Blaster Master - Legacy

Legacy

At the 1992 Winter Consumer Electronics Show in Las Vegas, Sunsoft announced that they were planning to develop a sequel for the Super Nintendo Entertainment System, but it never came to be. Instead, Software Creations developed the North American–exclusive sequel Blaster Master 2 for the Sega Genesis. Later releases include Blaster Master Boy for the Game Boy, Blaster Master: Enemy Below (released in Japan as MetaFight EX) for the Game Boy Color, and Blaster Master: Blasting Again for the PlayStation. A re-imagining of the first game, Blaster Master: Overdrive, was released for Nintendo's WiiWare service in North America on February 8, 2010 (2010-02-08).

Scholastic Books published a novelization of Blaster Master, written by Peter Lerangis under the pen name "A.L. Singer". The book was part of the Worlds of Power series – a collection of loose novelizations of various NES games. He wrote similar novelizations for Ninja Gaiden, Infiltrator, and Bases Loaded II: Second Season. As with the other books in the series, all acts of violence portrayed in the games, including any death scenes, were removed. As a result, the bosses were portrayed in the book as "holographic projections placed over formless blobs". Shawn Struck and Shawn Sharkey from 1UP.com said that Blaster Master was the hardest book for Lerangis to write because of the lack of a middle plot; he had to come up with details that were not in the game to connect the game's actual opening and conclusion. Sunsoft would use Lerangis' novel as the plot for the game's sequel, Blaster Master: Blasting Again, making the novel the only one in the Worlds of Power series to be canonized in a video game series.

In a 2010 interview with Iwata, he was surprised about the game's reception outside Japan, which retrogamers have named it as one of their favorite and most memorable 8-Bit titles. He said: "It’s kind of funny that the first time I ever really had any sense of the game’s success was about 10 years following the original release of Blaster Master, when a young staff member from the U.S. office said something to me like, 'You’d definitely have become a super famous game designer if you were an American.'" Alex Neuse, creator of the Bit.Trip series, reminisced his memories of playing Blaster Master as a child. He acknowledged that the game was a clone of Metroid that featured a tank that could jump and a corny storyline, but he said it was all "presented in a way that it felt meaningful". He added that the game's music convinced him "that video game music could be high-quality, memorable, and evocative". 1UP.com listed the game as the 11th best NES game of all time in its "Top 25 NES Games" list; the 1UP.com staff said the game was "an action game that worked like a mishmash of every NES game before it", noting the expansive map like in Metroid. Paste magazine ranked Blaster Master as the 2nd greatest NES game of all time, behind The Legend of Zelda; they cited the tank's additional abilities as a main reason behind its ranking.
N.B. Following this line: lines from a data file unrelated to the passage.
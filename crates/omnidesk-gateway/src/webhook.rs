// SPDX-FileCopyrightText: 2026 Omnidesk Contributors
// SPDX-License-Identifier: MIT OR Apache-2.0

//! Inbound webhook routes for Meta (Messenger, Instagram, WhatsApp) and
//! Gmail Pub/Sub pushes.

use std::collections::HashMap;

use axum::Json;
use axum::extract::rejection::JsonRejection;
use axum::extract::{Query, State};
use axum::http::StatusCode;
use axum::response::{IntoResponse, Response};
use omnidesk_engine::payload::{GmailPush, MetaWebhook, WhatsappWebhook};
use omnidesk_engine::{Verification, verify_subscription};
use tracing::{debug, info};

use crate::envelope::{ApiError, json_body, respond};
use crate::server::GatewayState;

/// GET on any Meta webhook route: the subscription handshake.
///
/// Echoes `hub.challenge` as a bare integer when `hub.verify_token`
/// matches the configured secret.
pub async fn verify(
    State(state): State<GatewayState>,
    Query(params): Query<HashMap<String, String>>,
) -> Response {
    let verdict = verify_subscription(
        params.get("hub.mode").map(String::as_str),
        params.get("hub.verify_token").map(String::as_str),
        params.get("hub.challenge").map(String::as_str),
        state.verify_token.as_deref(),
    );
    match verdict {
        Verification::Accepted(challenge) => {
            info!("webhook subscription verified");
            (StatusCode::OK, challenge.to_string()).into_response()
        }
        Verification::Forbidden => {
            debug!("webhook verification token rejected");
            StatusCode::FORBIDDEN.into_response()
        }
        Verification::BadRequest => StatusCode::BAD_REQUEST.into_response(),
    }
}

/// POST /webhook-meta/facebook
pub async fn facebook(
    State(state): State<GatewayState>,
    body: Result<Json<MetaWebhook>, JsonRejection>,
) -> Response {
    respond(ingest_meta(&state, body, false).await)
}

/// POST /webhook-meta/instagram
pub async fn instagram(
    State(state): State<GatewayState>,
    body: Result<Json<MetaWebhook>, JsonRejection>,
) -> Response {
    respond(ingest_meta(&state, body, true).await)
}

async fn ingest_meta(
    state: &GatewayState,
    body: Result<Json<MetaWebhook>, JsonRejection>,
    instagram: bool,
) -> Result<omnidesk_engine::IngestReport, ApiError> {
    let payload = json_body(body)?;
    let report = if instagram {
        state.engine.ingest_instagram(&payload).await?
    } else {
        state.engine.ingest_facebook(&payload).await?
    };
    Ok(report)
}

/// POST /webhooks (WhatsApp Cloud API)
pub async fn whatsapp(
    State(state): State<GatewayState>,
    body: Result<Json<WhatsappWebhook>, JsonRejection>,
) -> Response {
    let result = async {
        let payload = json_body(body)?;
        Ok::<_, ApiError>(state.engine.ingest_whatsapp(&payload).await?)
    }
    .await;
    respond(result)
}

/// POST /webhook-gmail (Pub/Sub push)
pub async fn gmail(
    State(state): State<GatewayState>,
    body: Result<Json<GmailPush>, JsonRejection>,
) -> Response {
    let result = async {
        let push = json_body(body)?;
        Ok::<_, ApiError>(state.engine.ingest_email(&push).await?)
    }
    .await;
    respond(result)
}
On December 15, 2010, SOPHIA the 3rd made an appearance in the Flash game Super Mario Bros. Crossover, in its Version 1.2 release. In the game, the tank possesses all abilities from Blaster Master and is the first character in the game to have a limited supply of ammunition; players need to collect power-ups from enemies in order to fire homing missiles, which is necessary to defeat Buzzy Beetles, Spike Tops, and Bullet Bills. The version also allows SOPHIA to grapple onto ceilings.